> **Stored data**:
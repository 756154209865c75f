//! Probe-only endpoint.

use axum::{extract::State, http::StatusCode, response::IntoResponse, Json};
use serde::{Deserialize, Serialize};
use std::sync::Arc;
use vidingest_core::{TranscodeError, VideoMetadata};

use super::paths::confine;
use crate::state::AppState;

#[derive(Debug, Deserialize)]
pub struct MetadataBody {
    pub path: String,
}

#[derive(Debug, Serialize)]
pub struct MetadataErrorResponse {
    pub error: String,
}

/// Describe a file under the input root as it is, without processing it
pub async fn get_metadata(
    State(state): State<Arc<AppState>>,
    Json(body): Json<MetadataBody>,
) -> Result<Json<VideoMetadata>, impl IntoResponse> {
    let path = match confine(&state.config().storage.input_root, &body.path, "path").await {
        Ok(path) => path,
        Err(e) => {
            return Err((
                e.status(),
                Json(MetadataErrorResponse {
                    error: e.to_string(),
                }),
            ))
        }
    };

    match state.processor().get_metadata(&path).await {
        Ok(metadata) => Ok(Json(metadata)),
        Err(e) => {
            let status = match e {
                TranscodeError::InputNotFound { .. } => StatusCode::NOT_FOUND,
                TranscodeError::NoVideoStream { .. } | TranscodeError::ProbeFailed { .. } => {
                    StatusCode::UNPROCESSABLE_ENTITY
                }
                _ => StatusCode::INTERNAL_SERVER_ERROR,
            };
            Err((
                status,
                Json(MetadataErrorResponse {
                    error: e.to_string(),
                }),
            ))
        }
    }
}
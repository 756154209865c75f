//! Subprocess execution.

use async_trait::async_trait;
use std::ffi::OsString;
use std::path::Path;
use std::process::Stdio;
use tokio::io::AsyncReadExt;
use tokio::process::Command;
use tokio::time::{timeout, Duration};
use tracing::debug;

use super::error::ProcessError;

/// Captured result of one finished subprocess.
#[derive(Debug, Clone, Default, PartialEq, Eq)]
pub struct ProcessOutcome {
    /// `None` when the process was terminated by a signal.
    pub exit_code: Option<i32>,
    pub stdout: String,
    pub stderr: String,
}

impl ProcessOutcome {
    pub fn success(&self) -> bool {
        self.exit_code == Some(0)
    }

    /// Trimmed stderr, or a placeholder naming the exit code when stderr is empty.
    pub fn failure_output(&self) -> String {
        let stderr = self.stderr.trim();
        if stderr.is_empty() {
            format!("process exited with code {:?}", self.exit_code)
        } else {
            stderr.to_string()
        }
    }
}

/// Runs external binaries with an argument vector.
///
/// Implementations never go through a shell. Retry policy is the caller's.
#[async_trait]
pub trait ProcessRunner: Send + Sync {
    async fn run(&self, binary: &Path, args: &[OsString]) -> Result<ProcessOutcome, ProcessError>;
}

/// `path` as a command-line operand, byte for byte.
///
/// Relative paths get a `./` prefix, so a leading `-` is not read as an
/// option and a `name:` prefix is not read as a protocol.
pub fn path_arg(path: &Path) -> OsString {
    if path.is_absolute() || path.starts_with(".") {
        path.as_os_str().to_os_string()
    } else {
        Path::new(".").join(path).into_os_string()
    }
}

/// [`ProcessRunner`] backed by `tokio::process`.
///
/// The child is spawned with `kill_on_drop`, so dropping the returned future
/// (task abort, `select!`, timeout) kills the subprocess.
#[derive(Debug, Clone)]
pub struct TokioProcessRunner {
    timeout_secs: u64,
}

impl TokioProcessRunner {
    pub fn new(timeout_secs: u64) -> Self {
        Self { timeout_secs }
    }
}

#[async_trait]
impl ProcessRunner for TokioProcessRunner {
    async fn run(&self, binary: &Path, args: &[OsString]) -> Result<ProcessOutcome, ProcessError> {
        debug!(binary = %binary.display(), ?args, "Spawning process");

        let mut child = Command::new(binary)
            .args(args)
            .stdin(Stdio::null())
            .stdout(Stdio::piped())
            .stderr(Stdio::piped())
            .kill_on_drop(true)
            .spawn()
            .map_err(|e| {
                if e.kind() == std::io::ErrorKind::NotFound {
                    ProcessError::NotFound {
                        binary: binary.to_path_buf(),
                    }
                } else {
                    ProcessError::Io(e)
                }
            })?;

        let mut stdout = child.stdout.take().ok_or_else(|| {
            ProcessError::Io(std::io::Error::other("stdout was not captured"))
        })?;
        let mut stderr = child.stderr.take().ok_or_else(|| {
            ProcessError::Io(std::io::Error::other("stderr was not captured"))
        })?;

        // Both pipes are drained while waiting, a full stderr pipe would stall the encoder.
        let result = timeout(Duration::from_secs(self.timeout_secs), async {
            let mut out = Vec::new();
            let mut err = Vec::new();
            let (_, _, status) = tokio::try_join!(
                stdout.read_to_end(&mut out),
                stderr.read_to_end(&mut err),
                child.wait(),
            )?;
            Ok::<_, std::io::Error>((status, out, err))
        })
        .await;

        match result {
            Ok(Ok((status, out, err))) => {
                let outcome = ProcessOutcome {
                    exit_code: status.code(),
                    stdout: String::from_utf8_lossy(&out).to_string(),
                    stderr: String::from_utf8_lossy(&err).to_string(),
                };
                debug!(
                    binary = %binary.display(),
                    exit_code = ?outcome.exit_code,
                    stderr_bytes = outcome.stderr.len(),
                    "Process finished"
                );
                Ok(outcome)
            }
            Ok(Err(e)) => Err(ProcessError::Io(e)),
            Err(_) => {
                // Kill the process on timeout
                let _ = child.kill().await;
                Err(ProcessError::Timeout {
                    timeout_secs: self.timeout_secs,
                })
            }
        }
    }
}
//! Job API handlers.

use axum::{
    extract::{Path, Query, State},
    http::StatusCode,
    response::IntoResponse,
    Json,
};
use serde::{Deserialize, Serialize};
use std::sync::Arc;
use vidingest_core::{JobError, JobRecord, JobStatus, ProcessRequest, VideoProcessingResult};

use super::paths::{confine, PathError};
use crate::state::AppState;

/// Maximum allowed limit for job listings
const MAX_LIMIT: usize = 1000;

/// Default limit for job listings
const DEFAULT_LIMIT: usize = 100;

// ============================================================================
// Request/Response Types
// ============================================================================

/// Request body for submitting a job
#[derive(Debug, Deserialize)]
pub struct CreateJobBody {
    /// The uploaded file to process
    pub input_path: String,
    /// Where the transcoded video is published
    pub output_path: String,
    /// Where the thumbnail is published
    pub thumbnail_path: String,
}

/// Query parameters for listing jobs
#[derive(Debug, Deserialize)]
pub struct ListJobsParams {
    /// Filter by status
    pub status: Option<JobStatus>,
    /// Maximum number of jobs to return
    pub limit: Option<usize>,
    /// Pagination offset
    pub offset: Option<usize>,
}

/// Response for job operations
#[derive(Debug, Serialize)]
pub struct JobResponse {
    pub id: String,
    pub status: JobStatus,
    pub request: ProcessRequest,
    pub created_at: String,
    #[serde(skip_serializing_if = "Option::is_none")]
    pub started_at: Option<String>,
    #[serde(skip_serializing_if = "Option::is_none")]
    pub finished_at: Option<String>,
    #[serde(skip_serializing_if = "Option::is_none")]
    pub result: Option<VideoProcessingResult>,
}

impl From<JobRecord> for JobResponse {
    fn from(job: JobRecord) -> Self {
        Self {
            id: job.id,
            status: job.status,
            request: job.request,
            created_at: job.created_at.to_rfc3339(),
            started_at: job.started_at.map(|t| t.to_rfc3339()),
            finished_at: job.finished_at.map(|t| t.to_rfc3339()),
            result: job.result,
        }
    }
}

/// Response for listing jobs
#[derive(Debug, Serialize)]
pub struct ListJobsResponse {
    pub jobs: Vec<JobResponse>,
    pub total: usize,
    pub limit: usize,
    pub offset: usize,
}

/// Error response
#[derive(Debug, Serialize)]
pub struct JobErrorResponse {
    pub error: String,
}

fn job_error(status: StatusCode, error: String) -> (StatusCode, Json<JobErrorResponse>) {
    (status, Json(JobErrorResponse { error }))
}

fn job_error_status(e: &JobError) -> StatusCode {
    match e {
        JobError::NotFound(_) => StatusCode::NOT_FOUND,
        JobError::AlreadyFinished { .. } => StatusCode::CONFLICT,
    }
}

// ============================================================================
// Handlers
// ============================================================================

/// Submit a processing job. Returns as soon as the job is queued.
///
/// The input must lie under the input root, both outputs under the output root.
pub async fn create_job(
    State(state): State<Arc<AppState>>,
    Json(body): Json<CreateJobBody>,
) -> Result<(StatusCode, Json<JobResponse>), impl IntoResponse> {
    let storage = &state.config().storage;
    let confined = async {
        Ok::<_, PathError>((
            confine(&storage.input_root, &body.input_path, "input_path").await?,
            confine(&storage.output_root, &body.output_path, "output_path").await?,
            confine(&storage.output_root, &body.thumbnail_path, "thumbnail_path").await?,
        ))
    };
    let (input_path, output_path, thumbnail_path) = match confined.await {
        Ok(paths) => paths,
        Err(e) => return Err(job_error(e.status(), e.to_string())),
    };

    if output_path == thumbnail_path {
        return Err(job_error(
            StatusCode::BAD_REQUEST,
            "output_path and thumbnail_path must differ".to_string(),
        ));
    }

    let request = ProcessRequest::new(input_path, output_path, thumbnail_path);
    let job = state.jobs().submit(request).await;

    Ok((StatusCode::ACCEPTED, Json(JobResponse::from(job))))
}

/// Get a job by ID
pub async fn get_job(
    State(state): State<Arc<AppState>>,
    Path(id): Path<String>,
) -> Result<Json<JobResponse>, impl IntoResponse> {
    match state.jobs().get(&id).await {
        Ok(job) => Ok(Json(JobResponse::from(job))),
        Err(e) => Err(job_error(job_error_status(&e), e.to_string())),
    }
}

/// List jobs, newest first
pub async fn list_jobs(
    State(state): State<Arc<AppState>>,
    Query(params): Query<ListJobsParams>,
) -> Json<ListJobsResponse> {
    let limit = params.limit.unwrap_or(DEFAULT_LIMIT).clamp(1, MAX_LIMIT);
    let offset = params.offset.unwrap_or(0);

    let jobs: Vec<JobRecord> = state
        .jobs()
        .list()
        .await
        .into_iter()
        .filter(|job| params.status.is_none_or(|status| job.status == status))
        .collect();
    let total = jobs.len();

    Json(ListJobsResponse {
        jobs: jobs
            .into_iter()
            .skip(offset)
            .take(limit)
            .map(JobResponse::from)
            .collect(),
        total,
        limit,
        offset,
    })
}

/// Cancel a job (DELETE endpoint)
pub async fn cancel_job(
    State(state): State<Arc<AppState>>,
    Path(id): Path<String>,
) -> Result<Json<JobResponse>, impl IntoResponse> {
    match state.jobs().cancel(&id).await {
        Ok(job) => Ok(Json(JobResponse::from(job))),
        Err(e) => Err(job_error(job_error_status(&e), e.to_string())),
    }
}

> **What you are asked to do**:
Line by line, check the data above for the word "stdout" and state how many lines contain it. Give only the number.

> **Result for this task**:
6